The New Zealand’s Prime Minister, John Key, has recently acknowledged that the claim by Edward Snowden that the country’s web traffic is accessible through a NSA intelligence database “may be right”.
John Key refused to rule out that the local metadata was being intercepted by US intelligence, claiming that he didn’t run the NSA. However, he clearly denied that agents from the Kiwi spy agency, the Government Communications Security Bureau, were helping feed mass country’s metadata into the database known as XKeyscore.
Snowden revealed another portion of documents saying that the NZ government has worked to implement a domestic mass surveillance program dubbed Speargun for a few years. The program involved installing equipment to monitor the Southern Cross cable, which carried most of the local web traffic to the world.

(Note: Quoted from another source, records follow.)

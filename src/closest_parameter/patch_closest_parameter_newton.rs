use argmin::{argmin_error_closure, core::*};
use nalgebra::{DMatrix, DVector};

use crate::misc::FloatingPoint;

type NewtonState<F> = IterState<DVector<F>, DVector<F>, (), DMatrix<F>, (), F>;

/// Projected Newton's method for finding the closest parameter on a patch.
///
/// Coordinates sitting on a bound of the domain with the gradient pointing outward are
/// held fixed, and the Newton step is solved on the remaining ones. Steps are clamped to
/// the domain and halved until the cost decreases. When the reduced Hessian is singular
/// or gives no descent direction, or its step never decreases the cost, the projected
/// gradient is tried before the parameter is taken as a minimum.
/// Original source: https://argmin-rs.github.io/argmin/argmin/solver/newton/struct.Newton.html
#[derive(Clone, Debug)]
pub struct PatchClosestParameterNewton<F> {
    /// domain of the parameter in every direction
    domain: Vec<(F, F)>,
    /// convergence threshold on the step, relative to the domain size
    tolerance: F,
    /// number of step halvings before giving up on a step
    max_bisections: usize,
}

impl<F: FloatingPoint + ArgminFloat> PatchClosestParameterNewton<F> {
    pub fn new(domain: Vec<(F, F)>, tolerance: F, max_bisections: usize) -> Self {
        Self {
            domain,
            tolerance,
            max_bisections,
        }
    }

    fn constrain(&self, param: DVector<F>) -> DVector<F> {
        DVector::from_iterator(
            param.len(),
            param.iter().zip(self.domain.iter()).map(|(x, (a, b))| {
                if *x < *a {
                    *a
                } else if *x > *b {
                    *b
                } else {
                    *x
                }
            }),
        )
    }

    /// Coordinates allowed to move: those not held on a bound by a gradient pointing outward
    fn free_coordinates(&self, param: &DVector<F>, grad: &DVector<F>) -> Vec<usize> {
        (0..param.len())
            .filter(|&i| {
                let (a, b) = self.domain[i];
                let at_lower = param[i] <= a && grad[i] >= F::zero();
                let at_upper = param[i] >= b && grad[i] <= F::zero();
                !(at_lower || at_upper)
            })
            .collect()
    }

    /// Halve the step along `delta` until the clamped parameter lowers the cost
    fn line_search<O>(
        &self,
        problem: &mut Problem<O>,
        param: &DVector<F>,
        cost: F,
        delta: &DVector<F>,
    ) -> Result<Option<(DVector<F>, F)>, Error>
    where
        O: CostFunction<Param = DVector<F>, Output = F>,
    {
        let mut step = F::one();
        let half = F::one() / (F::one() + F::one());
        for _ in 0..=self.max_bisections {
            let candidate = self.constrain(param + delta * step);
            let candidate_cost = problem.cost(&candidate)?;
            if candidate_cost < cost {
                return Ok(Some((candidate, candidate_cost)));
            }
            step = step * half;
        }
        Ok(None)
    }

    /// Largest step component relative to the size of the domain
    fn relative_step(&self, from: &DVector<F>, to: &DVector<F>) -> F {
        from.iter()
            .zip(to.iter())
            .zip(self.domain.iter())
            .map(|((x, y), (a, b))| {
                let d = *y - *x;
                let d = if d < F::zero() { -d } else { d };
                let size = *b - *a;
                if size > F::zero() {
                    d / size
                } else {
                    d
                }
            })
            .fold(F::zero(), |acc, d| if d > acc { d } else { acc })
    }
}

impl<O, F> Solver<O, NewtonState<F>> for PatchClosestParameterNewton<F>
where
    F: FloatingPoint + ArgminFloat,
    O: CostFunction<Param = DVector<F>, Output = F>
        + Gradient<Param = DVector<F>, Gradient = DVector<F>>
        + Hessian<Param = DVector<F>, Hessian = DMatrix<F>>,
{
    const NAME: &'static str = "Patch closest parameter newton method";

    fn init(
        &mut self,
        problem: &mut Problem<O>,
        state: NewtonState<F>,
    ) -> Result<(NewtonState<F>, Option<KV>), Error> {
        let x0 = state.get_param().ok_or_else(argmin_error_closure!(
            NotInitialized,
            concat!(
                "`Newton` requires an initial parameter vector. ",
                "Please provide an initial guess via `Executor`s `configure` method."
            )
        ))?;
        let x0 = self.constrain(x0.clone());
        let cost = problem.cost(&x0)?;
        Ok((state.param(x0).cost(cost), None))
    }

    fn next_iter(
        &mut self,
        problem: &mut Problem<O>,
        state: NewtonState<F>,
    ) -> Result<(NewtonState<F>, Option<KV>), Error> {
        let param = state.get_param().ok_or_else(argmin_error_closure!(
            NotInitialized,
            concat!(
                "`Newton` requires an initial parameter vector. ",
                "Please provide an initial guess via `Executor`s `configure` method."
            )
        ))?;
        let param = param.clone();
        let cost = state.get_cost();

        let grad = problem.gradient(&param)?;
        let free = self.free_coordinates(&param, &grad);
        if free.is_empty() {
            // every coordinate is pinned against the domain
            return Ok((state.param(param).cost(cost), None));
        }

        let hessian = problem.hessian(&param)?;
        let directions = reduced_newton_step(&hessian, &grad, &free)
            .into_iter()
            .chain(std::iter::once(projected_gradient(&grad, &free)));
        for delta in directions {
            let found = self.line_search(problem, &param, cost, &delta)?;
            if let Some((candidate, candidate_cost)) = found {
                return Ok((state.param(candidate).cost(candidate_cost), None));
            }
        }

        // no decrease along either direction: a local minimum within the domain
        Ok((state.param(param).cost(cost), None))
    }

    fn terminate(&mut self, state: &NewtonState<F>) -> TerminationStatus {
        if state.iter >= state.max_iters {
            return TerminationStatus::Terminated(TerminationReason::MaxItersReached);
        }

        match (state.get_param(), state.get_prev_param()) {
            (Some(current_param), Some(prev_param)) => {
                if self.relative_step(prev_param, current_param) <= self.tolerance {
                    TerminationStatus::Terminated(TerminationReason::SolverConverged)
                } else {
                    TerminationStatus::NotTerminated
                }
            }
            _ => TerminationStatus::NotTerminated,
        }
    }
}

/// Newton step on the free coordinates, zero on the others.
/// `None` when the reduced Hessian is singular or the step is not a descent direction.
fn reduced_newton_step<F: FloatingPoint>(
    hessian: &DMatrix<F>,
    grad: &DVector<F>,
    free: &[usize],
) -> Option<DVector<F>> {
    let n = free.len();
    let reduced = DMatrix::from_fn(n, n, |i, j| hessian[(free[i], free[j])]);
    let g = DVector::from_iterator(n, free.iter().map(|&i| grad[i]));
    let step = reduced.lu().solve(&-&g)?;
    if step.dot(&g) >= F::zero() {
        return None;
    }
    let mut delta = DVector::zeros(grad.len());
    for (k, &i) in free.iter().enumerate() {
        delta[i] = step[k];
    }
    Some(delta)
}

/// Steepest descent restricted to the free coordinates
fn projected_gradient<F: FloatingPoint>(grad: &DVector<F>, free: &[usize]) -> DVector<F> {
    let mut delta = DVector::zeros(grad.len());
    for &i in free {
        delta[i] = -grad[i];
    }
    delta
}
use crate::misc::{scalar, FloatingPoint};

/// Options for the closest parameter search on a patch
#[derive(Clone, Debug, PartialEq)]
#[cfg_attr(feature = "serde", derive(serde::Serialize, serde::Deserialize))]
pub struct ClosestParameterOptions<T> {
    /// Convergence threshold on the parametric step, relative to the domain size
    pub tolerance: T,
    /// Maximum number of Newton iterations
    pub max_iters: u64,
    /// Maximum number of step halvings within one iteration
    pub max_bisections: usize,
    /// Samples per knot span used to pick the initial guess
    pub samples_per_span: usize,
    /// Points closer than this to a patch are considered on it
    pub distance_tolerance: T,
}

impl<T: FloatingPoint> Default for ClosestParameterOptions<T> {
    fn default() -> Self {
        Self {
            tolerance: scalar(1e-10),
            max_iters: 50,
            max_bisections: 30,
            samples_per_span: 4,
            distance_tolerance: scalar(1e-8),
        }
    }
}
use crate::space::BoundaryDirection;

/// How the parametrization of one boundary side maps onto a matched side.
///
/// The tangential directions of a side are numbered locally in ascending order.
/// Local direction `i` of this side matches local direction `neighbor_local(i)` of the
/// neighbor side and runs along it forward or reversed as given by `direction(i)`.
/// Edges of surfaces use only the first local direction, faces of volumes both,
/// and the point sides of curves none.
#[derive(Debug, Clone, Copy, PartialEq, Eq, Hash, Default)]
#[cfg_attr(feature = "serde", derive(serde::Serialize, serde::Deserialize))]
pub struct InterfaceOrientation {
    swapped: bool,
    directions: [BoundaryDirection; 2],
}

impl InterfaceOrientation {
    /// Orientation of an edge interface
    pub fn new(direction: BoundaryDirection) -> Self {
        Self {
            swapped: false,
            directions: [direction, BoundaryDirection::Forward],
        }
    }

    pub fn forward() -> Self {
        Self::new(BoundaryDirection::Forward)
    }

    pub fn reversed() -> Self {
        Self::new(BoundaryDirection::Reversed)
    }

    /// Orientation of a face interface.
    /// `swapped` tells whether the first local direction of this face matches
    /// the second one of the neighbor face.
    pub fn face(swapped: bool, first: BoundaryDirection, second: BoundaryDirection) -> Self {
        Self {
            swapped,
            directions: [first, second],
        }
    }

    pub fn is_swapped(&self) -> bool {
        self.swapped
    }

    pub fn direction(&self, local: usize) -> BoundaryDirection {
        self.directions[local]
    }

    /// Local direction of the neighbor side matched with `local`
    pub fn neighbor_local(&self, local: usize) -> usize {
        if self.swapped {
            1 - local
        } else {
            local
        }
    }

    /// Local direction of this side matched with the neighbor's `local`
    pub fn local_of_neighbor(&self, neighbor_local: usize) -> usize {
        self.neighbor_local(neighbor_local)
    }

    /// The same relation seen from the neighbor side
    /// # Example
    /// ```
    /// use isopatch::prelude::*;
    /// let o = InterfaceOrientation::face(
    ///     true,
    ///     BoundaryDirection::Reversed,
    ///     BoundaryDirection::Forward,
    /// );
    /// let inv = o.inverse();
    /// assert_eq!(inv.direction(1), BoundaryDirection::Reversed);
    /// assert_eq!(inv.inverse(), o);
    /// ```
    pub fn inverse(&self) -> Self {
        if self.swapped {
            Self {
                swapped: true,
                directions: [self.directions[1], self.directions[0]],
            }
        } else {
            *self
        }
    }

    /// Flip the traversal of local direction `local`
    pub fn flipped(&self, local: usize) -> Self {
        let mut o = *self;
        o.directions[local] = o.directions[local].flipped();
        o
    }
}

impl From<BoundaryDirection> for InterfaceOrientation {
    fn from(direction: BoundaryDirection) -> Self {
        Self::new(direction)
    }
}
use std::sync::{Arc, RwLock, Weak};

use crate::interface::InterfaceOrientation;
use crate::misc::FloatingPoint;
use crate::space::BoundarySide;

use super::{Patch, PatchAccess, PatchPtr};

/// Neighbor table entry of a patch: the side it belongs to, the patch and side across it,
/// and how the two parametrizations meet.
///
/// The neighbor is held weakly, so mutual entries never keep each other alive.
#[derive(Clone, Debug)]
pub struct PatchInterface<T: FloatingPoint> {
    side: BoundarySide,
    neighbor: Weak<RwLock<Patch<T>>>,
    neighbor_side: BoundarySide,
    orientation: InterfaceOrientation,
}

impl<T: FloatingPoint> PatchInterface<T> {
    pub(crate) fn new(
        side: BoundarySide,
        neighbor: &PatchPtr<T>,
        neighbor_side: BoundarySide,
        orientation: InterfaceOrientation,
    ) -> Self {
        Self {
            side,
            neighbor: Arc::downgrade(neighbor),
            neighbor_side,
            orientation,
        }
    }

    pub fn side(&self) -> BoundarySide {
        self.side
    }

    /// The neighbor patch, or `None` once it has been dropped
    pub fn neighbor(&self) -> Option<PatchPtr<T>> {
        self.neighbor.upgrade()
    }

    /// Id of the neighbor patch.
    /// Locks the neighbor for reading,
    /// so it must not be called while that patch is locked for writing.
    pub fn neighbor_id(&self) -> Option<usize> {
        self.neighbor().map(|n| n.patch().id())
    }

    pub fn neighbor_side(&self) -> BoundarySide {
        self.neighbor_side
    }

    pub fn orientation(&self) -> InterfaceOrientation {
        self.orientation
    }

    /// Whether the entry points at `patch`
    pub fn is_neighbor(&self, patch: &PatchPtr<T>) -> bool {
        std::ptr::eq(self.neighbor.as_ptr(), Arc::as_ptr(patch))
    }

    pub(crate) fn set_side(&mut self, side: BoundarySide) {
        self.side = side;
    }

    pub(crate) fn set_neighbor_side(&mut self, side: BoundarySide) {
        self.neighbor_side = side;
    }

    pub(crate) fn set_orientation(&mut self, orientation: InterfaceOrientation) {
        self.orientation = orientation;
    }
}
//! Whole-file JSON persistence

use std::path::{Path, PathBuf};
use thiserror::Error;
use tombamento_types::Store;

#[derive(Error, Debug)]
pub enum StorageError {
    #[error("IO error on {path}: {source}")]
    Io {
        path: PathBuf,
        #[source]
        source: std::io::Error,
    },

    #[error("JSON error: {0}")]
    Json(#[from] serde_json::Error),
}

/// Reads and overwrites the data file. No locking and no atomic rename:
/// a crash mid-write can leave a truncated file behind.
#[derive(Debug, Clone)]
pub struct JsonFileStore {
    path: PathBuf,
}

impl JsonFileStore {
    pub fn new(path: impl Into<PathBuf>) -> Self {
        Self { path: path.into() }
    }

    pub fn path(&self) -> &Path {
        &self.path
    }

    /// Load the store. `Ok(None)` when the file does not exist yet.
    pub async fn load(&self) -> Result<Option<Store>, StorageError> {
        let content = match tokio::fs::read_to_string(&self.path).await {
            Ok(content) => content,
            Err(e) if e.kind() == std::io::ErrorKind::NotFound => return Ok(None),
            Err(source) => {
                return Err(StorageError::Io {
                    path: self.path.clone(),
                    source,
                })
            }
        };

        Ok(Some(serde_json::from_str(&content)?))
    }

    pub async fn save(&self, store: &Store) -> Result<(), StorageError> {
        let json = serde_json::to_string_pretty(store)?;
        tokio::fs::write(&self.path, json)
            .await
            .map_err(|source| StorageError::Io {
                path: self.path.clone(),
                source,
            })
    }
}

The Prime Minister has acknowledged the existence of Speargun program, but explained that the concerns were raised that it was targeted too broadly, and the program was ceased 18 months ago. John Key told that Kiwi intelligence did supply “some data” on individual “persons of interest”, but it wasn’t obtained via mass surveillance. In other words, no information about New Zealanders can be collected without a warrant.
Talking about Snowden’s allegations that NZ metadata was accessible through XKeyscore, the Prime Minister admitted that may well be right, while denying that Kiwi intelligence was contributing that metadata. John Key claimed that New Zealand has no capability for mass surveillance.
Recently, an Internet businessman Kim Dotcom, a NZ resident, held an event where Edward Snowden, Julian Assange and journalist Glenn Greenwald expanded on the Speargun revelations. Dotcom, who was illegally spied on by the Government Communications Security Bureau for a few years, has promised to remove his country from the Five Eyes’ alliance.
The journalist Glenn Greenwald announced that more important revelations about New Zealand’s foreign intelligence agency will be disclosed in the next few weeks. He promised that part of the reporting will identify the other nations on which the Kiwi agency spies – either for its own purposes or at the behest of the US.